Sean Ellis, an early marketer at Dropbox and the author of many growth ideas that have become standard among startups, coined the term “growth hacker” almost three years ago. I remember it quickly becoming common parlance around San Francisco. At the time, he said:

A growth hacker is a person whose true north is growth. Everything they do is scrutinized by its potential impact on scalable growth.

So, you hired the person that “every startup wants even though nobody knows what they actually do,” as Pete says. Do you know what they do? Pete’s post is a great look at what kinds of people make good growth hackers. I want to start by talking about a couple things that didn’t just happen when you hired a growth hacker.

1. Assured, sudden growth

Bummer, yea? Despite being in the guy’s title, it’s disappointment right off the bat. I don’t want to speak for any particular job, especially the ones I don’t do, but there are some people you can hire that will immediately put out the fires for which you brought them on board. Growth hackers tend to be slower going.

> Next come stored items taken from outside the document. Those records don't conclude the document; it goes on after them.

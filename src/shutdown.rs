use tokio_util::sync::CancellationToken;

/// Cancel a token on SIGTERM or SIGINT.
///
/// The agents stop accepting requests and the lifecycle loop stops its owned
/// process once the token fires. If the handlers cannot be installed, or on
/// platforms without unix signals, the token is cancelled by ctrl-c only.
pub fn install_shutdown_handler() -> CancellationToken {
    let token = CancellationToken::new();
    let cancel = token.clone();

    tokio::spawn(async move {
        wait_for_signal().await;
        cancel.cancel();
    });

    token
}

#[cfg(unix)]
async fn wait_for_signal() {
    use tokio::signal::unix::{signal, SignalKind};

    let (mut sigterm, mut sigint) = match (
        signal(SignalKind::terminate()),
        signal(SignalKind::interrupt()),
    ) {
        (Ok(term), Ok(int)) => (term, int),
        (Err(e), _) | (_, Err(e)) => {
            tracing::warn!(error = %e, "Failed to install signal handlers, falling back to ctrl-c");
            return wait_for_ctrl_c().await;
        }
    };

    tokio::select! {
        _ = sigterm.recv() => {
            tracing::info!("Received SIGTERM, shutting down");
        }
        _ = sigint.recv() => {
            tracing::info!("Received SIGINT, shutting down");
        }
    }
}

#[cfg(not(unix))]
async fn wait_for_signal() {
    wait_for_ctrl_c().await;
}

async fn wait_for_ctrl_c() {
    match tokio::signal::ctrl_c().await {
        Ok(()) => tracing::info!("Received ctrl-c, shutting down"),
        Err(e) => {
            tracing::error!(error = %e, "Failed to listen for ctrl-c");
            // Leave the token uncancelled
            std::future::pending::<()>().await;
        }
    }
}
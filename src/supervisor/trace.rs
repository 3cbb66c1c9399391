use std::path::{Path, PathBuf};

use async_trait::async_trait;
use chrono::{DateTime, Utc};
use serde::Serialize;

use crate::error::{FleetError, Result};
use crate::jobs::{ServerCounter, ServerJob};

/// Captures a trace of a running server process into its working directory.
#[async_trait]
pub trait TraceCollector: Send + Sync {
    async fn collect(&self, job: &ServerJob, working_dir: &Path) -> Result<PathBuf>;
}

/// Writes the resource counters and retained output collected so far to
/// `trace-{id}.json`.
#[derive(Debug, Default, Clone, Copy)]
pub struct SnapshotTraceCollector;

#[derive(Serialize)]
#[serde(rename_all = "camelCase")]
struct TraceSnapshot<'a> {
    job_id: u64,
    scenario: &'a str,
    process_id: Option<u32>,
    collected_utc: DateTime<Utc>,
    counters: &'a [ServerCounter],
    output: Vec<String>,
    discarded_lines: u64,
}

#[async_trait]
impl TraceCollector for SnapshotTraceCollector {
    async fn collect(&self, job: &ServerJob, working_dir: &Path) -> Result<PathBuf> {
        let snapshot = TraceSnapshot {
            job_id: job.id,
            scenario: &job.scenario,
            process_id: job.process_id,
            collected_utc: Utc::now(),
            counters: &job.server_counters,
            output: job.output.get(0),
            discarded_lines: job.output.discarded(),
        };
        let bytes = serde_json::to_vec_pretty(&snapshot)?;

        let path = working_dir.join(format!("trace-{}.json", job.id));
        tokio::fs::write(&path, bytes)
            .await
            .map_err(|e| FleetError::Trace(format!("{}: {}", path.display(), e)))?;
        Ok(path)
    }
}
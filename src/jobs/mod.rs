//! Job records and the in-memory store shared by the HTTP surface and the
//! lifecycle loop.

pub mod client_job;
pub mod record;
pub mod repository;
pub mod rolling_log;
pub mod server_job;

pub use client_job::{ClientJob, ClientState};
pub use record::{JobRecord, JobState};
pub use repository::JobRepository;
pub use rolling_log::{LogPage, RollingLog};
pub use server_job::{Attachment, ServerCounter, ServerJob, ServerState, Source};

There’s a lot of institutional knowledge they don’t have about how the product works, what users do, what channels convert, what users hate, and so on. It’s likely (though not certain, especially at early stages) that the obvious and easy tactics for growth have already been explored and along the way the team has learned some things. Your new growth hacker doesn’t know any of this stuff. His specialty is using information more effectively, not having more-inspired ideas. A good growth hacker’s first step is almost always going to be learning.

2. Reassurance

There’s a lot of institutional “knowledge” that your new growth hacker is going to encounter. It’s likely (almost certain, especially after early stages) that there are dozens of “facts” floating around your company that are inaccurate, misleading, or unqualified. Your growth hacker’s job is to validate or invalidate these ideas using evidence and data; unattended to, they’re poisonous. They block good ideas, propagate bad ideas, and muddy discussion about important questions like, “Should we try this?”

In every company I’ve worked with or talked to — every. single. one. — there have turned out to be “facts” that everyone in the company “knew” that were flat-out wrong. Your growth hacker’s most valuable contribution in his first few months will be asking, “How do you know?” This question is best taken at face value; it’s not disrespectful or argumentative, just an honest attempt to learn.

But there’s hope

It’s all sounding a bit grim so far, and you’d be forgiven for wondering what you just got yourself into. “Growth hackers,” the term, is about three years old. The “industry” is about as mature as bitcoins, but without the stable, predictable growth.

Your growth hacker, like a new diet or gym routine, might cause a bit of chaos before you can start reaping the rewards. Let’s assume that goes according to plan and it’s time to move onto the making things better part. What can you expect?

1. Creativity

Successful growth tactics have ever shorter half-lives. Have you just been reading about the awesome demographic targeting you can do with Facebook ads? Congratulations, you’re probably two years late (unless you’re buying mobile app installs, in which case you might be right on time, but that’s another post). It’s the nature of the industry that success is fleeting and competition is strong. You know that Series A crunch? This is the crunch part.

Your growth hacker ought to be the most outside-the-box thinker in your company, or close to it. One of my favorite quotes is from Dieter Rams, an industrial designer responsible for a lot of the cool things that Braun made when Braun was still cool.

Question everything generally thought to be obvious.

That should be your growth hacker, in spades. If he’s doing the same things all your friends have been suggesting for years, alarms should be going off.

2. Growth

The first contribution your growth hacker will make to actual growth is helping you identify it.

One of the chest-thumpingly proud statements you’ll hear almost every startup make these days is something to the effect of this:

We collect way more data than other companies!

Big data, as it’s become affectionately known. Unfortunately the problem with most data isn’t that there’s not enough of it; it's that it’s misleading, inaccurate, unimportant, or all three. Your growth hacker's job is to find the signal and eliminate the noise.

Adding more unique metrics almost always adds confusion faster than it adds information. Given enough unique metrics, a very dangerous thing happens — your data starts letting you tell almost any story that you want. In doing so, you’ll produce something that looks kind of like growth but isn’t quite it. Your growth hacker is responsible for setting that compass so that everyone knows when to cheer (this is actually really important) and everyone knows when to stop pounding away at a strategy that feels nice but is ultimately missing the point.


Be nice to your growth hacker: He’s stuck with a confusing-but-popular job title.

Some organizations are better fit for a growth hacker than others. Culturally, everyone should be aware of their own biases and open to fact-based (but respectful) disagreement. Organizationally, product development should be iterative and questions should be answered by controlled experiments. In a startups, I think growth is everyone’s job.

Your growth hacker should spread the idea of growth throughout the company. Growth should become the measuring stick for most, if not all success.